# INPUT
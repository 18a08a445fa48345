//! # ShameZone Core Library
//!
//! Goal tracking with tone-driven accountability reminders. The CLI binary
//! and any other front end drive everything through this crate.
//!
//! ## Architecture
//!
//! - **Goal Store**: ordered in-memory goal list with an event outbox
//! - **Statistics**: goals crushed, logging streak and missed days
//! - **Notifications**: fire-time policy per tone, handed to a [`Notifier`]
//! - **Orchestrator**: rebuilds the reminder schedule after changes,
//!   coalescing bursts into a single run
//! - **Storage**: key-value state (SQLite or memory) and TOML configuration
//!
//! ## Key Components
//!
//! - [`Session`]: one user's state, persistence and scheduling
//! - [`GoalStore`]: goal list and progress logging
//! - [`Database`]: SQLite state and local notification queue
//! - [`Config`]: application configuration management

pub mod accountability;
pub mod clock;
pub mod error;
pub mod events;
pub mod goals;
pub mod messages;
pub mod notify;
pub mod orchestrator;
pub mod session;
pub mod settings;
pub mod stats;
pub mod storage;

pub use accountability::{GoalStatus, LogVerdict};
pub use clock::{Clock, FixedClock, SystemClock, Timestamp};
pub use error::{ConfigError, CoreError, NotificationError, StorageError, ValidationError};
pub use events::Event;
pub use goals::{Goal, GoalCategory, GoalStore};
pub use notify::{NotificationHandle, Notifier, RecordingNotifier};
pub use orchestrator::{OrchestratorConfig, RescheduleReport, ScheduleOrchestrator};
pub use session::Session;
pub use settings::{Settings, Tone};
pub use stats::GoalStats;
pub use storage::{Config, Database, KeyValueStore, MemoryStore, StateStore};
//! Statistics over the goal list.
//!
//! All functions are pure and take `today` explicitly so callers decide
//! which clock (and time zone) they are bucketing against. Every log on any
//! goal counts the day as covered: missed days are tracked across the whole
//! list, not per goal.

use chrono::NaiveDate;
use serde::{Deserialize, Serialize};
use std::collections::HashSet;

use crate::clock::{iso_date, local_date, Timestamp};
use crate::goals::Goal;

/// Maximum number of days the streak walk looks back.
pub const STREAK_LOOKBACK_DAYS: u32 = 365;

#[derive(Debug, Clone, Default, PartialEq, Eq, Serialize, Deserialize)]
pub struct GoalStats {
    pub goals_crushed: usize,
    pub streak: u32,
    pub days_missed: u32,
    pub total_goals: usize,
    pub active_goals: usize,
    pub archived_goals: usize,
}

fn unique_log_dates(goals: &[Goal]) -> HashSet<&str> {
    goals
        .iter()
        .flat_map(|g| g.progress_log.iter().map(String::as_str))
        .collect()
}

/// Number of goals that reached their target.
pub fn get_goals_crushed(goals: &[Goal]) -> usize {
    goals.iter().filter(|g| g.is_complete()).count()
}

/// Consecutive logged days ending today. Zero if today has no log.
pub fn get_streak_count(goals: &[Goal], today: NaiveDate) -> u32 {
    let dates = unique_log_dates(goals);
    if dates.is_empty() {
        return 0;
    }

    let mut streak = 0;
    let mut day = today;
    while streak < STREAK_LOOKBACK_DAYS && dates.contains(iso_date(day).as_str()) {
        streak += 1;
        let Some(prev) = day.pred_opt() else { break };
        day = prev;
    }
    streak
}

/// Days from the earliest goal's creation through today with no log at all.
///
/// Creation dates are taken in the offset they were recorded with.
pub fn get_days_missed(goals: &[Goal], today: NaiveDate) -> u32 {
    match earliest_created(goals) {
        Some(created) => count_missed(created.date_naive(), today, &unique_log_dates(goals)),
        None => 0,
    }
}

/// Days missed, with the creation date bucketed in `now`'s offset.
pub fn get_days_missed_at(goals: &[Goal], now: &Timestamp) -> u32 {
    match earliest_created(goals) {
        Some(created) => count_missed(
            local_date(&created, now),
            now.date_naive(),
            &unique_log_dates(goals),
        ),
        None => 0,
    }
}

fn count_missed(start: NaiveDate, today: NaiveDate, dates: &HashSet<&str>) -> u32 {
    let mut missed = 0;
    let mut day = start;
    while day <= today {
        if !dates.contains(iso_date(day).as_str()) {
            missed += 1;
        }
        let Some(next) = day.succ_opt() else { break };
        day = next;
    }
    missed
}

fn earliest_created(goals: &[Goal]) -> Option<Timestamp> {
    goals.iter().map(|g| g.created_at).min()
}

/// All three figures plus list counts.
pub fn summarize(goals: &[Goal], now: &Timestamp) -> GoalStats {
    let today = now.date_naive();
    let archived = goals.iter().filter(|g| g.archived).count();
    GoalStats {
        goals_crushed: get_goals_crushed(goals),
        streak: get_streak_count(goals, today),
        days_missed: get_days_missed_at(goals, now),
        total_goals: goals.len(),
        active_goals: goals.len() - archived,
        archived_goals: archived,
    }
}

#[cfg(test)]
mod tests {
    use super::*;
    use crate::goals::GoalCategory;
    use chrono::{Duration, FixedOffset, NaiveTime, TimeZone};

    fn now() -> Timestamp {
        FixedOffset::east_opt(0)
            .unwrap()
            .with_ymd_and_hms(2025, 6, 15, 12, 0, 0)
            .unwrap()
    }

    fn goal_created_days_ago(days: i64, logged_days_ago: &[i64]) -> Goal {
        let created = now() - Duration::days(days);
        let mut g = Goal::new(
            "Stretch",
            GoalCategory::Health,
            10.0,
            NaiveTime::from_hms_opt(8, 0, 0).unwrap(),
            created,
        )
        .unwrap();
        for d in logged_days_ago {
            g.progress_log
                .insert(iso_date((now() - Duration::days(*d)).date_naive()));
        }
        g
    }

    #[test]
    fn empty_list_is_all_zero() {
        let today = now().date_naive();
        assert_eq!(get_streak_count(&[], today), 0);
        assert_eq!(get_goals_crushed(&[]), 0);
        assert_eq!(get_days_missed(&[], today), 0);
        assert_eq!(summarize(&[], &now()), GoalStats::default());
    }

    #[test]
    fn streak_stops_at_first_gap() {
        let goals = vec![goal_created_days_ago(4, &[0, 1, 2])];
        let today = now().date_naive();
        assert_eq!(get_streak_count(&goals, today), 3);
    }

    #[test]
    fn streak_is_zero_without_todays_log() {
        let goals = vec![goal_created_days_ago(4, &[1, 2, 3])];
        assert_eq!(get_streak_count(&goals, now().date_naive()), 0);
    }

    #[test]
    fn streak_unions_logs_across_goals() {
        let goals = vec![
            goal_created_days_ago(10, &[0, 2]),
            goal_created_days_ago(10, &[1, 3]),
        ];
        assert_eq!(get_streak_count(&goals, now().date_naive()), 4);
    }

    #[test]
    fn streak_is_bounded_by_lookback() {
        let days: Vec<i64> = (0..400).collect();
        let goals = vec![goal_created_days_ago(400, &days)];
        assert_eq!(
            get_streak_count(&goals, now().date_naive()),
            STREAK_LOOKBACK_DAYS
        );
    }

    #[test]
    fn days_missed_counts_inclusive_range() {
        // Window of five calendar days (creation day through today), logs on the last three.
        let goals = vec![goal_created_days_ago(4, &[0, 1, 2])];
        assert_eq!(get_days_missed(&goals, now().date_naive()), 2);

        let goals = vec![goal_created_days_ago(5, &[0, 1, 2])];
        assert_eq!(get_days_missed(&goals, now().date_naive()), 3);
    }

    #[test]
    fn days_missed_uses_earliest_creation() {
        let goals = vec![
            goal_created_days_ago(1, &[0, 1]),
            goal_created_days_ago(6, &[]),
        ];
        assert_eq!(get_days_missed(&goals, now().date_naive()), 5);
    }

    #[test]
    fn creation_after_today_misses_nothing() {
        let goals = vec![goal_created_days_ago(-3, &[])];
        assert_eq!(get_days_missed(&goals, now().date_naive()), 0);
    }

    #[test]
    fn crushed_counts_completed_goals() {
        let mut done = goal_created_days_ago(1, &[0]);
        done.progress = 10.0;
        let open = goal_created_days_ago(1, &[]);
        assert_eq!(get_goals_crushed(&[done, open]), 1);
    }

    #[test]
    fn summary_counts_archived() {
        let mut done = goal_created_days_ago(2, &[0]);
        done.progress = 10.0;
        done.archived = true;
        let open = goal_created_days_ago(2, &[]);
        let s = summarize(&[done, open], &now());
        assert_eq!(s.goals_crushed, 1);
        assert_eq!(s.streak, 1);
        assert_eq!(s.days_missed, 2);
        assert_eq!(s.total_goals, 2);
        assert_eq!(s.active_goals, 1);
        assert_eq!(s.archived_goals, 1);
    }
}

# WORK REQUEST
Which lines of the data hold the string "accountability"? Return each of them.

# SOLUTION FOR THIS PROBLEM
//! Goal tracking with tone-driven accountability reminders. The CLI binary
pub mod accountability;
pub use accountability::{GoalStatus, LogVerdict};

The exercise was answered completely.